[PROBLEM REQUIREMENTS]
Set down the listing below verbatim, but only from its first line through the line containing "pub const ACID_DAMAGE: f32 = 1.0;".

[EXTRACTED INFORMATION]

####################

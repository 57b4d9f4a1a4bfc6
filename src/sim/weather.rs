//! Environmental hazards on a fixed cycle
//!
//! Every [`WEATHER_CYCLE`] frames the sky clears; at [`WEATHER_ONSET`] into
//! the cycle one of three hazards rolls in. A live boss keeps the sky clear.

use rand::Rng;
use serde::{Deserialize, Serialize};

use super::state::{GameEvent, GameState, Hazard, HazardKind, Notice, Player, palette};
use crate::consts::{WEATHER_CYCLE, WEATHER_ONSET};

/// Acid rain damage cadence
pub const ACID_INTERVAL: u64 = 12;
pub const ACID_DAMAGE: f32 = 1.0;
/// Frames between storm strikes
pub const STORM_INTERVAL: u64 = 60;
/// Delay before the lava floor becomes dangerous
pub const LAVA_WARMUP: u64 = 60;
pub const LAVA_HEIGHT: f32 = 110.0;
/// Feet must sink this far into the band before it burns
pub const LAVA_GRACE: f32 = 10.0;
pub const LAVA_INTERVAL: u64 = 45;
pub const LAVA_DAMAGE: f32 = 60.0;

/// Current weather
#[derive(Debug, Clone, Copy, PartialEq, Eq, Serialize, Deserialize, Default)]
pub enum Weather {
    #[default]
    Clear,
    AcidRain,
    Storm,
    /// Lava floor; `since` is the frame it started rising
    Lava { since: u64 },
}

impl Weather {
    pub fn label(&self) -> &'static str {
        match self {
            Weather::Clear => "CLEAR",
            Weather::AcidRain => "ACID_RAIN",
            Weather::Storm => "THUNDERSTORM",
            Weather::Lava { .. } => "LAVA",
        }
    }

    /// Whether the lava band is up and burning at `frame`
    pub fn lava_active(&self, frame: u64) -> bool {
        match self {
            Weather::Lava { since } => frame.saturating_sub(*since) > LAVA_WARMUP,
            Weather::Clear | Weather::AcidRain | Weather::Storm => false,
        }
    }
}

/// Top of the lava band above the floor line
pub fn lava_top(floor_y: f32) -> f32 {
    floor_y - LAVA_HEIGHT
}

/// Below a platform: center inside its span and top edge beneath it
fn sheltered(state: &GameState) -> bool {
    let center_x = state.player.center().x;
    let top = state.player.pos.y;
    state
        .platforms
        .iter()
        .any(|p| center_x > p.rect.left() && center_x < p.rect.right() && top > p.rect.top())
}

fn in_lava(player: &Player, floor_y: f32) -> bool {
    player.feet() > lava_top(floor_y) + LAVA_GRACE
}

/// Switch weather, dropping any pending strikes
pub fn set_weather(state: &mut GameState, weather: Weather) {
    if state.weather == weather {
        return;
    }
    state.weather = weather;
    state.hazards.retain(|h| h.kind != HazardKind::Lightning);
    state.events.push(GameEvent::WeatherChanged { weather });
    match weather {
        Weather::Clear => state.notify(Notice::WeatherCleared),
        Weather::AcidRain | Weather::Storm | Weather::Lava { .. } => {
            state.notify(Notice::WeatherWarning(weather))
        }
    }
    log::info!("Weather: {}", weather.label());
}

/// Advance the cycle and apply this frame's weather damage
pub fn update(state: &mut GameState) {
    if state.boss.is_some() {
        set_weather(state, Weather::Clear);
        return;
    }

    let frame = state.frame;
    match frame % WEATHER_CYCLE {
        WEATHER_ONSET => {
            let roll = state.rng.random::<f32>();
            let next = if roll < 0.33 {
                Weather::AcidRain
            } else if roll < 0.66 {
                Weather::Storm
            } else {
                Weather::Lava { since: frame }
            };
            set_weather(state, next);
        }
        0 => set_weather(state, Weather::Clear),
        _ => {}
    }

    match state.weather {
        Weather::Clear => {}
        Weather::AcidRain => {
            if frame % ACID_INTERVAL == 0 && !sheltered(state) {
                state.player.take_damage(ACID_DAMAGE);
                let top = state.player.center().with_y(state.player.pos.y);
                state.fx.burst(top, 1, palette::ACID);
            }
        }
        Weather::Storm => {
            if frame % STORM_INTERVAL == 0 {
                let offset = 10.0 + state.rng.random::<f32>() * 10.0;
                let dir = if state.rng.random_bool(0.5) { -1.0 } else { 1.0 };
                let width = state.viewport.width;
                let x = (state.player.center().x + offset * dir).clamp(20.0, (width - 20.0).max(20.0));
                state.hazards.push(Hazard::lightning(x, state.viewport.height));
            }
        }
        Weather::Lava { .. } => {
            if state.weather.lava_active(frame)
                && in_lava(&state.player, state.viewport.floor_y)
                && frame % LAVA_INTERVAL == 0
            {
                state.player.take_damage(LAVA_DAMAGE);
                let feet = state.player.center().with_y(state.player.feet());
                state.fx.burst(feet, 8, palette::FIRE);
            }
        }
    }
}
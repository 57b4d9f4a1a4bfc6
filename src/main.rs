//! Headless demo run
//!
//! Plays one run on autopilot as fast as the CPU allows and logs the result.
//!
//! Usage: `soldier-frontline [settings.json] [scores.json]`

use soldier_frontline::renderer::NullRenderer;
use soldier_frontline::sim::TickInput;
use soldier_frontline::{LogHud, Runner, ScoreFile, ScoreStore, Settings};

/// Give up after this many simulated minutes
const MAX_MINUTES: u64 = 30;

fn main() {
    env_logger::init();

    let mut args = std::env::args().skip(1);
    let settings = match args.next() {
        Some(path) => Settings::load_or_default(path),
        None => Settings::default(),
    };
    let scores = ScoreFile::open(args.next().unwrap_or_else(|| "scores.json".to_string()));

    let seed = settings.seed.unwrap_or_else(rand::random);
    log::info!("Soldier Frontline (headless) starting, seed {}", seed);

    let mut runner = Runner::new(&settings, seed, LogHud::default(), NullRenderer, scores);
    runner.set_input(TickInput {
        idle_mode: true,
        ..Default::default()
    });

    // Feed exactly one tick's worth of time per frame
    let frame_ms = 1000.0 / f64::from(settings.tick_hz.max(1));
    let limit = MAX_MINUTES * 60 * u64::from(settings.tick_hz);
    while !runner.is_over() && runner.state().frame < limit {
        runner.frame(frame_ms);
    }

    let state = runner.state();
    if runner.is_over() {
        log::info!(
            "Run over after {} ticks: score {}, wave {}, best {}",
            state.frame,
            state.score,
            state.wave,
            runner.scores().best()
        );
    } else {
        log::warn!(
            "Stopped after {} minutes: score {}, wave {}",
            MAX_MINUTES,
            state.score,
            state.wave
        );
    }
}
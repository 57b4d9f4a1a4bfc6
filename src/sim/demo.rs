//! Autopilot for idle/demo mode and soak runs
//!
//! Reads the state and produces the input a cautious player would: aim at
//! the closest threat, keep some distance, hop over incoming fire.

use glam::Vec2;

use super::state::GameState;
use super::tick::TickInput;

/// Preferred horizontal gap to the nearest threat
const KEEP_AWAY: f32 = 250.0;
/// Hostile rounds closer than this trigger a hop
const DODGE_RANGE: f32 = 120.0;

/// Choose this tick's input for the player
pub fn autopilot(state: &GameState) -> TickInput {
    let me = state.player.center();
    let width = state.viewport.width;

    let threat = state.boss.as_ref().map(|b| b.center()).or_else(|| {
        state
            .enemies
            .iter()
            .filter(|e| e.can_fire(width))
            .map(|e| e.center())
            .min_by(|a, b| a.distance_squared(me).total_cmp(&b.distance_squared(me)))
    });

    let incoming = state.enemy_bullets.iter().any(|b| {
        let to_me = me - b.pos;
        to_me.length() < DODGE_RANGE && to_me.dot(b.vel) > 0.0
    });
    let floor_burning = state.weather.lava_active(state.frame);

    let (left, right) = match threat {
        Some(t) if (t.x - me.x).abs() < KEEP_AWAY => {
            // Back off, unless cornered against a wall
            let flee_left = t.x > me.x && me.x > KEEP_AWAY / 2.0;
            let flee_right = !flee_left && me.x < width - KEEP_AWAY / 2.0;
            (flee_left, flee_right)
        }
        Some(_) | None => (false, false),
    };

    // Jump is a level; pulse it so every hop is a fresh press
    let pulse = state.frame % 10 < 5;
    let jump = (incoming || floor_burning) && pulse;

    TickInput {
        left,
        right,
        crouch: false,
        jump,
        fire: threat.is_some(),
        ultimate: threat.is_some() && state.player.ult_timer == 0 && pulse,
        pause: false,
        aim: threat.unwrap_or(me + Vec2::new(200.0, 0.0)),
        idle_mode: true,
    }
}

####################

[ANSWER TO THE EXERCISE]
repository 57b4d9f4a1a4bfc6
filename src/sim/weather.rs
//! Environmental hazards on a fixed cycle
//!
//! Every [`WEATHER_CYCLE`] frames the sky clears; at [`WEATHER_ONSET`] into
//! the cycle one of three hazards rolls in. A live boss keeps the sky clear.

use rand::Rng;
use serde::{Deserialize, Serialize};

use super::state::{GameEvent, GameState, Hazard, HazardKind, Notice, Player, palette};
use crate::consts::{WEATHER_CYCLE, WEATHER_ONSET};

/// Acid rain damage cadence
pub const ACID_INTERVAL: u64 = 12;
pub const ACID_DAMAGE: f32 = 1.0;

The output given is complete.